The parts of STRING that are not covered by any match of REGEXP
are copied to the expansion. Whenever a match is found, the
search proceeds from the end of the match, so a character from
STRING will never be substituted twice. If REGEXP matches a
string of zero length, the start position for the search is
incremented, to avoid infinite loops.
When a replacement is to be made, REPLACEMENT is inserted into the
expansion, with `\N' substituted by the text matched by the Nth
parenthesized sub-expression of PATSUBST, for up to nine
sub-expressions. The escape `\&' is replaced by the text of the
entire regular expression matched. For all other characters, `\'
treats the next character literally. A warning is issued if there
were fewer sub-expressions than the `\N' requested, or if there is
a trailing `\'.
The REPLACEMENT argument can be omitted, in which case the text
matched by REGEXP is deleted.
The macro `patsubst' is recognized only with parameters.
patsubst(`GNUs not Unix', `^', `OBS: ')
=>OBS: GNUs not Unix
patsubst(`GNUs not Unix', `\<', `OBS: ')
=>OBS: GNUs OBS: not OBS: Unix
patsubst(`GNUs not Unix', `\w*', `(\&)')
=>(GNUs)() (not)() (Unix)()
patsubst(`GNUs not Unix', `\w+', `(\&)')
=>(GNUs) (not) (Unix)
patsubst(`GNUs not Unix', `[A-Z][a-z]+')
=>GN not patsubst(`GNUs not Unix', `not', `NOT\')
error-->m4:stdin:6: Warning: trailing \ ignored in replacement
=>GNUs NOT Unix
Here is a slightly more realistic example, which capitalizes
individual word or whole sentences, by substituting calls of the macros
`upcase' and `downcase' into the strings.
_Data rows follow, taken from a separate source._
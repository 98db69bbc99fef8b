use thiserror::Error;

#[derive(Error, Debug)]
pub enum RiptideError {
    #[error("Buffer too small: required {required} bytes, available {available}")]
    BufferTooSmall { required: usize, available: usize },

    #[error("Protocol error: {0}")]
    Protocol(String),

    #[error("Checksum mismatch: expected {expected:#x}, got {actual:#x}")]
    ChecksumMismatch { expected: u16, actual: u16 },

    #[error("Pool {0} has no reachable server")]
    PoolUnavailable(u16),

    #[error("Channel disconnected: {0}")]
    ChannelDisconnected(&'static str),

    #[error("Critical error on '{0}'")]
    Critical(String),

    #[error("Configuration error: {0}")]
    Config(String),
}

pub type Result<T> = std::result::Result<T, RiptideError>;
//! Peer transport seam.
//!
//! The dispatcher only needs one operation: hand a sealed packet to a pool
//! and get back a promise for that pool's acknowledgement. Rejection is
//! synchronous; a rejected send is logged by the caller and never counts
//! toward the aggregate. The TCP transport lives with the socket layer;
//! this crate ships a channel-backed implementation used by tests and
//! single-process deployments.

use crate::{PeerPromise, PoolId};
use rpt_core::Pkg;
use thiserror::Error;
use tokio::sync::{mpsc, oneshot};

#[derive(Error, Debug)]
pub enum TransportError {
    #[error("no server available for pool {0}")]
    PoolUnavailable(PoolId),

    #[error("connection to pool {0} is closed")]
    ChannelClosed(PoolId),
}

pub trait PoolTransport: Send + Sync {
    /// Ship `pkg` to `pool`. On acceptance the returned promise resolves
    /// with the peer's reply packet.
    ///
    /// # Errors
    /// Returns an error when the pool has no reachable server; the packet
    /// is dropped and the caller must not expect a reply.
    fn send_to_pool(&self, pool: PoolId, pkg: Pkg) -> Result<PeerPromise, TransportError>;
}

/// One in-flight request handed to a pool's server loop.
#[derive(Debug)]
pub struct PoolRequest {
    pub pkg: Pkg,
    pub reply: oneshot::Sender<Pkg>,
}

struct PoolChannel {
    server: String,
    tx: mpsc::UnboundedSender<PoolRequest>,
}

/// Channel-backed transport: each registered pool is an mpsc queue drained
/// by that pool's server task.
#[derive(Default)]
pub struct ChannelTransport {
    pools: Vec<Option<PoolChannel>>,
}

impl ChannelTransport {
    #[must_use]
    pub fn new() -> Self {
        Self::default()
    }

    /// Register a pool and return the receiving end for its server loop.
    pub fn register_pool(
        &mut self,
        pool: PoolId,
        server: impl Into<String>,
    ) -> mpsc::UnboundedReceiver<PoolRequest> {
        let (tx, rx) = mpsc::unbounded_channel();
        let idx = pool as usize;
        if self.pools.len() <= idx {
            self.pools.resize_with(idx + 1, || None);
        }
        self.pools[idx] = Some(PoolChannel {
            server: server.into(),
            tx,
        });
        rx
    }
}

impl PoolTransport for ChannelTransport {
    fn send_to_pool(&self, pool: PoolId, pkg: Pkg) -> Result<PeerPromise, TransportError> {
        let channel = self
            .pools
            .get(pool as usize)
            .and_then(Option::as_ref)
            .ok_or(TransportError::PoolUnavailable(pool))?;

        let (reply_tx, reply_rx) = oneshot::channel();
        channel
            .tx
            .send(PoolRequest {
                pkg,
                reply: reply_tx,
            })
            .map_err(|_| TransportError::ChannelClosed(pool))?;

        Ok(PeerPromise {
            server: channel.server.clone(),
            rx: reply_rx,
        })
    }
}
-- Composite: upcase (TEXT)
-- Composite: downcase (TEXT)
-- Composite: capitalize (TEXT)
Expand to TEXT, but with capitalization changed: `upcase' changes
all letters to upper case, `downcase' changes all letters to lower
case, and `capitalize' changes the first character of each word to
upper case and the remaining characters to lower case.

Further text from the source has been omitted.